У меня была знакомая, она гадала на картах и на кофейной гуще. К ней многие ходили и оставались довольны. Как-то так получилось, что мы с ней не то чтобы подружились – сблизились. Секретов она не выдавала, но я все-таки выпытала у нее, о чем чаще всего спрашивают. Честно говоря, я была уверена, что если не о жизни и смерти, то о здоровье. А вот и нет! Правильно: «Изменяет ли он мне»…
Вместо эпиграфа. В роддоме я провела неделю и перед выпиской к нам в палату зашла нянечка – попрощаться. Слова ее напутственные были таковы: «Ну, счастливо, девочки, теперь на аборте увидимся». «Как! – замерли «девочки», прижимая к соскам новорожденные сарделечки. – А без этого никак?»

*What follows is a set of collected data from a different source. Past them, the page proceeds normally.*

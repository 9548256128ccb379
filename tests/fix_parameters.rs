//! Parameter auto-filler: registry defaults, keyword placeholders,
//! per-type corrective defaults, and normalization.

mod helpers;

use flowdoctor::fix::parameters::CODE_TEMPLATE;
use flowdoctor::fix::{RandomIds, fill_parameters};
use flowdoctor::parse::types::Node;
use flowdoctor::registry::node_types as t;
use helpers::{node, node_with_params, workflow};
use serde_json::{Map, json};

#[test]
fn registry_defaults_win_over_synthetic_placeholders() {
    let mut wf = workflow(vec![node_with_params(
        "sheets",
        t::GOOGLE_SHEETS,
        250.0,
        json!({}),
    )]);
    let mut ids = RandomIds::seeded(1);
    fill_parameters(&mut wf, &mut ids);

    let sheets = &wf.nodes[0];
    // sheetName declares a default; documentId falls back to the id template.
    assert_eq!(sheets.param_str("sheetName"), Some("Sheet1"));
    assert_eq!(sheets.param_str("documentId"), Some("={{ $json.id }}"));
}

#[test]
fn keyword_templates_match_parameter_names() {
    let mut wf = workflow(vec![
        node_with_params("mail", t::EMAIL_SEND, 250.0, json!({})),
        node_with_params("slack", t::SLACK, 450.0, json!({})),
    ]);
    let mut ids = RandomIds::seeded(1);
    fill_parameters(&mut wf, &mut ids);

    let mail = &wf.nodes[0];
    assert_eq!(
        mail.param_str("toEmail"),
        Some("={{ $json.email || \"user@example.com\" }}")
    );

    // Declared placeholders beat the keyword rules.
    let slack = &wf.nodes[1];
    assert_eq!(slack.param_str("channel"), Some("#general"));
}

#[test]
fn http_request_gets_a_read_method_and_url_template() {
    let mut wf = workflow(vec![node_with_params(
        "http",
        t::HTTP_REQUEST,
        250.0,
        json!({}),
    )]);
    let mut ids = RandomIds::seeded(1);
    fill_parameters(&mut wf, &mut ids);

    let http = &wf.nodes[0];
    assert_eq!(http.param_str("method"), Some("GET"));
    assert_eq!(
        http.param_str("url"),
        Some("={{ $json.url || \"https://example.com\" }}")
    );
}

#[test]
fn webhook_gets_a_post_method_and_a_suffixed_path() {
    let mut wf = workflow(vec![node_with_params(
        "hook",
        t::WEBHOOK,
        250.0,
        json!({ "path": "" }),
    )]);
    let mut ids = RandomIds::seeded(42);
    fill_parameters(&mut wf, &mut ids);

    let hook = &wf.nodes[0];
    assert_eq!(hook.param_str("httpMethod"), Some("POST"));
    let path = hook.param_str("path").expect("path must be filled");
    assert!(path.starts_with("webhook-"), "got: {path}");
    assert!(path.len() > "webhook-".len());
}

#[test]
fn seeded_generators_repair_identically() {
    let build = || {
        workflow(vec![node_with_params(
            "hook",
            t::WEBHOOK,
            250.0,
            json!({}),
        )])
    };
    let mut a = build();
    let mut b = build();
    fill_parameters(&mut a, &mut RandomIds::seeded(7));
    fill_parameters(&mut b, &mut RandomIds::seeded(7));
    assert_eq!(a.nodes[0].param_str("path"), b.nodes[0].param_str("path"));
}

#[test]
fn conditional_gets_one_placeholder_condition() {
    let mut wf = workflow(vec![node_with_params(
        "gate",
        t::IF,
        250.0,
        json!({ "conditions": [] }),
    )]);
    let mut ids = RandomIds::seeded(1);
    fill_parameters(&mut wf, &mut ids);

    let conditions = wf.nodes[0]
        .param("conditions")
        .and_then(|v| v.as_array())
        .expect("conditions must be an array");
    assert_eq!(conditions.len(), 1);
}

#[test]
fn empty_code_body_gets_the_documented_template() {
    let mut wf = workflow(vec![node_with_params(
        "code",
        t::CODE,
        250.0,
        json!({ "jsCode": "  " }),
    )]);
    let mut ids = RandomIds::seeded(1);
    fill_parameters(&mut wf, &mut ids);

    assert_eq!(wf.nodes[0].param_str("jsCode"), Some(CODE_TEMPLATE));
}

#[test]
fn set_values_are_never_overwritten() {
    let mut wf = workflow(vec![node_with_params(
        "http",
        t::HTTP_REQUEST,
        250.0,
        json!({ "url": "https://internal.example.com", "method": "POST" }),
    )]);
    let mut ids = RandomIds::seeded(1);
    let report = fill_parameters(&mut wf, &mut ids);

    let http = &wf.nodes[0];
    assert_eq!(http.param_str("url"), Some("https://internal.example.com"));
    assert_eq!(http.param_str("method"), Some("POST"));
    assert!(report.filled.is_empty(), "nothing to fill: {report:?}");
}

#[test]
fn bare_nodes_are_normalized() {
    let bare = Node {
        id: None,
        name: None,
        node_type: Some(t::NO_OP.into()),
        type_version: None,
        position: None,
        parameters: None,
        credentials: None,
        extra: Map::new(),
    };
    let mut wf = workflow(vec![node("trigger", t::MANUAL_TRIGGER, 250.0), bare]);
    let mut ids = RandomIds::seeded(3);
    fill_parameters(&mut wf, &mut ids);

    let fixed = &wf.nodes[1];
    assert!(fixed.id().expect("id generated").starts_with("node-"));
    assert_eq!(fixed.name(), Some("No Operation"));
    assert_eq!(fixed.type_version, Some(1.0));
    assert_eq!(fixed.position.as_ref().map(Vec::len), Some(2));
    assert!(fixed.parameters.is_some());
}

#[test]
fn document_fields_are_normalized() {
    let mut wf = workflow(vec![node("trigger", t::MANUAL_TRIGGER, 250.0)]);
    wf.name = None;
    wf.id = None;
    wf.active = None;
    wf.settings = None;

    let mut ids = RandomIds::seeded(3);
    let report = fill_parameters(&mut wf, &mut ids);

    assert_eq!(wf.name.as_deref(), Some("My workflow"));
    assert!(wf.id.is_some());
    assert_eq!(wf.active, Some(false));
    assert!(wf.settings.is_some());
    assert_eq!(report.normalized.len(), 4);
}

«Ну вы что! – нянечка так и знала, что нет в этом мире предела наивности. – Куда ж вы денетесь!» И пошли себе девочки жить не то чтобы под парусом этого кошмара, но в принципе уже без вариантов.
А при чем тут измена, спросите вы? Измена тут ни при чем. Я об опыте (частном, прискорбном, необязательном), которым с нами щедро делятся собратья по менталитету, приравнивая его к карте метрополитена. То есть к единой для всех схеме.
Излюбленная интрига мировой словесной культуры – ревность и месть за измену – сводит с ума впечатлительного зрителя не первую сотню лет. Сюжеты усвоены чуть ли не с детства. Так что попытки отнестись к этому «житейскому делу» с иронией, а тем более с юмором, философски и снисходительно проваливаются аккуратно из века в век, несмотря на технический прогресс и торжество постмодернизма.